Underground Hydrogen Storage
Globally, there is a growing industrial and political drive to expand renewable energy production capacities in combination with renewable and low-carbon hydrogen as a possible energy carrier.
Underground Hydrogen Storage (UHS) will play a critical role in scaling up the hydrogen value chain, thus enabling a reliable and resilient low-carbon emission energy supply.
Industry and technical experts represented in TCP-Task 42 have confidence in the technical feasibility of UHS in salt caverns and porous reservoirs (e.g., depleted gas fields and saline aquifers). Where UHS in salt caverns is closest to commercial-scale implementation, UHS in porous reservoirs requires further technical validation.
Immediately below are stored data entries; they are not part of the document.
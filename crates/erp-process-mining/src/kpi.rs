//! The statistical KPI engine (spec §4.2.6): per-category key
//! performance indicators with confidence intervals.

use regex::Regex;
use serde::{Deserialize, Serialize};

use crate::conformance::ConformanceResult;
use crate::event_log::EventLog;
use crate::social_network::SocialNetworkResult;
use crate::stats::{compute, confidence_interval, ConfidenceInterval, ConfidenceLevel, Stats};
use crate::variants::VariantAnalysisResult;

#[derive(Debug, Clone, Copy, PartialEq, Eq, Serialize, Deserialize)]
pub enum KpiCategory {
    Time,
    Quality,
    Volume,
    Conformance,
    Resource,
    Process,
}

impl KpiCategory {
    pub fn as_str(&self) -> &'static str {
        match self {
            KpiCategory::Time => "time",
            KpiCategory::Quality => "quality",
            KpiCategory::Volume => "volume",
            KpiCategory::Conformance => "conformance",
            KpiCategory::Resource => "resource",
            KpiCategory::Process => "process",
        }
    }
}

#[derive(Debug, Clone, Serialize, Deserialize)]
pub struct Kpi {
    pub name: String,
    pub category: KpiCategory,
    pub value: f64,
    pub unit: String,
    pub count: usize,
    pub ci: ConfidenceInterval,
    pub stats: Stats,
}

#[derive(Debug, Clone, Serialize, Deserialize)]
pub struct KPIReport {
    pub kpis: Vec<Kpi>,
}

impl KPIReport {
    pub fn summary(&self) -> String {
        format!("{} KPIs computed", self.kpis.len())
    }

    pub fn to_serializable(&self) -> serde_json::Value {
        serde_json::to_value(self).unwrap_or(serde_json::Value::Null)
    }

    pub fn get(&self, name: &str) -> Option<&Kpi> {
        self.kpis.iter().find(|k| k.name == name)
    }
}

/// A caller-supplied, process-specific KPI value (spec §4.2.6's "KPI
/// catalogue"), reported with the same confidence-interval machinery
/// as the built-in categories.
#[derive(Debug, Clone)]
pub struct ProcessKpiDef {
    pub name: String,
    pub unit: String,
    pub samples: Vec<f64>,
}

fn automated_resource_pattern() -> Regex {
    Regex::new(r"^(SYSTEM|BATCH|RFC.*|WF-BATCH.*)$").expect("static pattern")
}

fn kpi_from_samples(name: &str, category: KpiCategory, unit: &str, samples: &[f64]) -> Kpi {
    let stats = compute(samples);
    let ci = confidence_interval(stats.mean, stats.stddev, samples.len(), ConfidenceLevel::NinetyFive);
    Kpi {
        name: name.to_string(),
        category,
        value: stats.mean,
        unit: unit.to_string(),
        count: samples.len(),
        ci,
        stats,
    }
}

fn kpi_scalar(name: &str, category: KpiCategory, unit: &str, value: f64, count: usize) -> Kpi {
    Kpi {
        name: name.to_string(),
        category,
        value,
        unit: unit.to_string(),
        count,
        ci: confidence_interval(value, 0.0, count, ConfidenceLevel::NinetyFive),
        stats: Stats {
            mean: value,
            median: value,
            stddev: 0.0,
            min: value,
            max: value,
            p90: value,
            p95: value,
        },
    }
}

#[derive(Debug, Default)]
pub struct KPIEngine;

impl KPIEngine {
    pub fn new() -> Self {
        Self
    }

    #[allow(clippy::too_many_arguments)]
    pub fn compute(
        &self,
        log: &EventLog,
        conformance: Option<&ConformanceResult>,
        variants: &VariantAnalysisResult,
        social: &SocialNetworkResult,
        process_kpis: &[ProcessKpiDef],
    ) -> KPIReport {
        let mut kpis = Vec::new();

        // Time KPIs.
        let cycle_times: Vec<f64> = log
            .sorted_traces()
            .iter()
            .filter_map(|t| t.duration_millis())
            .map(|ms| ms as f64)
            .collect();
        kpis.push(kpi_from_samples("cycle_time", KpiCategory::Time, "ms", &cycle_times));

        let touch_times: Vec<f64> = log
            .sorted_traces()
            .iter()
            .flat_map(|t| t.events.windows(2))
            .map(|w| (w[1].epoch_millis() - w[0].epoch_millis()) as f64)
            .collect();
        kpis.push(kpi_from_samples("touch_time", KpiCategory::Time, "ms", &touch_times));

        let activities_per_case: Vec<f64> = log.sorted_traces().iter().map(|t| t.events.len() as f64).collect();
        kpis.push(kpi_from_samples("activities_per_case", KpiCategory::Time, "count", &activities_per_case));

        // Quality KPIs.
        let total_cases = log.trace_count().max(1) as f64;
        let rework_cases = log.sorted_traces().iter().filter(|t| t.has_repetition()).count() as f64;
        kpis.push(kpi_scalar("rework_rate", KpiCategory::Quality, "pct", (rework_cases / total_cases) * 100.0, log.trace_count()));
        kpis.push(kpi_scalar(
            "first_time_right",
            KpiCategory::Quality,
            "pct",
            100.0 - (rework_cases / total_cases) * 100.0,
            log.trace_count(),
        ));

        let self_loop_cases = log
            .sorted_traces()
            .iter()
            .filter(|t| t.events.windows(2).any(|w| w[0].activity == w[1].activity))
            .count() as f64;
        kpis.push(kpi_scalar("self_loop_rate", KpiCategory::Quality, "pct", (self_loop_cases / total_cases) * 100.0, log.trace_count()));
        kpis.push(kpi_scalar("happy_path_rate", KpiCategory::Quality, "pct", variants.happy_path_rate, log.trace_count()));
        kpis.push(kpi_scalar("variant_count", KpiCategory::Quality, "count", variants.variant_count as f64, variants.variant_count));

        let straight_through = log
            .sorted_traces()
            .iter()
            .filter(|t| !t.has_repetition())
            .count() as f64;
        kpis.push(kpi_scalar(
            "straight_through_rate",
            KpiCategory::Quality,
            "pct",
            (straight_through / total_cases) * 100.0,
            log.trace_count(),
        ));

        // Volume KPIs.
        kpis.push(kpi_scalar("case_count", KpiCategory::Volume, "count", log.trace_count() as f64, log.trace_count()));
        kpis.push(kpi_scalar("event_count", KpiCategory::Volume, "count", log.event_count() as f64, log.event_count()));
        kpis.push(kpi_scalar("activity_count", KpiCategory::Volume, "count", log.activities.len() as f64, log.activities.len()));
        kpis.push(kpi_scalar("average_wip", KpiCategory::Volume, "count", average_wip(log), log.trace_count()));

        // Conformance KPIs.
        if let Some(conf) = conformance {
            kpis.push(kpi_scalar("fitness", KpiCategory::Conformance, "ratio", conf.aggregate_fitness, conf.total_cases));
            kpis.push(kpi_scalar("precision", KpiCategory::Conformance, "ratio", conf.precision, conf.total_cases));
            kpis.push(kpi_scalar("conformance_rate", KpiCategory::Conformance, "pct", conf.conformance_rate, conf.total_cases));
        }

        // Resource KPIs.
        kpis.push(kpi_scalar("unique_resources", KpiCategory::Resource, "count", log.resources.len() as f64, log.resources.len()));
        let handovers_per_case = if log.trace_count() == 0 {
            0.0
        } else {
            social.handovers.iter().map(|h| h.count).sum::<u64>() as f64 / log.trace_count() as f64
        };
        kpis.push(kpi_scalar("handovers_per_case", KpiCategory::Resource, "ratio", handovers_per_case, log.trace_count()));

        let pattern = automated_resource_pattern();
        let total_events = log.event_count().max(1) as f64;
        let automated_events = log
            .sorted_traces()
            .iter()
            .flat_map(|t| t.events.iter())
            .filter(|e| e.resource.as_deref().map(|r| pattern.is_match(r)).unwrap_or(false))
            .count() as f64;
        kpis.push(kpi_scalar(
            "automation_rate",
            KpiCategory::Resource,
            "pct",
            (automated_events / total_events) * 100.0,
            log.event_count(),
        ));

        for def in process_kpis {
            kpis.push(kpi_from_samples(&def.name, KpiCategory::Process, &def.unit, &def.samples));
        }

        kpis.sort_by(|a, b| a.category.as_str().cmp(b.category.as_str()).then(a.name.cmp(&b.name)));

        KPIReport { kpis }
    }
}

/// Average work-in-progress: at each case-start timestamp, how many
/// cases are concurrently open, averaged over all case-start samples.
fn average_wip(log: &EventLog) -> f64 {
    let intervals: Vec<(i64, i64)> = log
        .sorted_traces()
        .iter()
        .filter_map(|t| {
            let start = t.events.first()?.epoch_millis();
            let end = t.events.last()?.epoch_millis();
            Some((start, end))
        })
        .collect();
    if intervals.is_empty() {
        return 0.0;
    }
    let occupancy: Vec<f64> = intervals
        .iter()
        .map(|(sample, _)| {
            intervals
                .iter()
                .filter(|(s, e)| *s <= *sample && *sample <= *e)
                .count() as f64
        })
        .collect();
    occupancy.iter().sum::<f64>() / occupancy.len() as f64
}

#[cfg(test)]
mod tests {
    use super::*;
    use crate::event_log::{Event, EventLogBuilder};
    use crate::social_network::SocialNetworkMiner;
    use crate::variants::VariantAnalyzer;
    use chrono::{TimeZone, Utc};

    fn sample_log() -> EventLog {
        let mut builder = EventLogBuilder::new("test");
        let base = Utc.with_ymd_and_hms(2024, 1, 1, 0, 0, 0).unwrap();
        let mut e1 = Event::new("A", base);
        e1.resource = Some("SYSTEM".into());
        let mut e2 = Event::new("B", base + chrono::Duration::hours(1));
        e2.resource = Some("JDOE".into());
        builder.add_event("C1", e1);
        builder.add_event("C1", e2);
        builder.build()
    }

    #[test]
    fn confidence_intervals_always_contain_value() {
        let log = sample_log();
        let variants = VariantAnalyzer::new().analyze(&log);
        let social = SocialNetworkMiner::new().analyze(&log);
        let report = KPIEngine::new().compute(&log, None, &variants, &social, &[]);
        for kpi in &report.kpis {
            assert!(kpi.ci.lower <= kpi.value + 1e-9);
            assert!(kpi.value <= kpi.ci.upper + 1e-9);
        }
    }

    #[test]
    fn automation_rate_counts_system_resource() {
        let log = sample_log();
        let variants = VariantAnalyzer::new().analyze(&log);
        let social = SocialNetworkMiner::new().analyze(&log);
        let report = KPIEngine::new().compute(&log, None, &variants, &social, &[]);
        let kpi = report.get("automation_rate").unwrap();
        assert_eq!(kpi.value, 50.0);
    }
}
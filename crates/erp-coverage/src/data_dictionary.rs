//! The data dictionary — the schema knowledge populated by the
//! data-dictionary extractor before any other extractor runs.

use std::collections::BTreeMap;

use serde::{Deserialize, Serialize};

#[derive(Debug, Clone, Default, Serialize, Deserialize)]
pub struct FieldDescriptor {
    pub name: String,
    pub data_type: String,
    pub length: Option<u32>,
    pub nullable: bool,
}

#[derive(Debug, Clone, Default, Serialize, Deserialize)]
pub struct ForeignKey {
    pub field: String,
    pub references_table: String,
    pub references_field: String,
}

#[derive(Debug, Clone, Default, Serialize, Deserialize)]
pub struct IndexDescriptor {
    pub name: String,
    pub fields: Vec<String>,
    pub unique: bool,
}

#[derive(Debug, Clone, Default, Serialize, Deserialize)]
pub struct TableSchema {
    pub fields: Vec<FieldDescriptor>,
    pub foreign_keys: Vec<ForeignKey>,
    pub indexes: Vec<IndexDescriptor>,
}

#[derive(Debug, Clone, Default, Serialize, Deserialize)]
pub struct DataDictionaryStats {
    pub table_count: usize,
    pub field_count: usize,
    pub relationship_count: usize,
}

/// Schema knowledge extracted from the source system: every known
/// table, its fields/keys/indexes, plus cross-table relationships and
/// views. Populated once, during orchestration phase 2, and treated as
/// read-only afterwards.
#[derive(Debug, Clone, Default, Serialize, Deserialize)]
pub struct DataDictionary {
    pub tables: BTreeMap<String, TableSchema>,
    pub data_elements: BTreeMap<String, String>,
    pub domains: BTreeMap<String, String>,
    pub views: Vec<String>,
    pub relationships: Vec<ForeignKey>,
    pub stats: DataDictionaryStats,
}

impl DataDictionary {
    pub fn known_table_names(&self) -> Vec<String> {
        self.tables.keys().cloned().collect()
    }
}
However, as the mature storage designs and established practices in underground natural gas storage (UGS) are generally transferable to UHS, most of the remaining uncertainties regarding technical feasibility are not considered unbreakable barriers to the general development of UHS facilities.
Local settings and geological characteristics will be key to assessing the technical, economic, environmental, and societal viability of individual projects.
Solutions for mitigating technical challenges are available, but may come with additional costs, whereas technical questions concerned (e.g. regarding interactions between hydrogen molecules and surrounding materials and microbial communities) are currently being addressed in scientific studies and pilot projects.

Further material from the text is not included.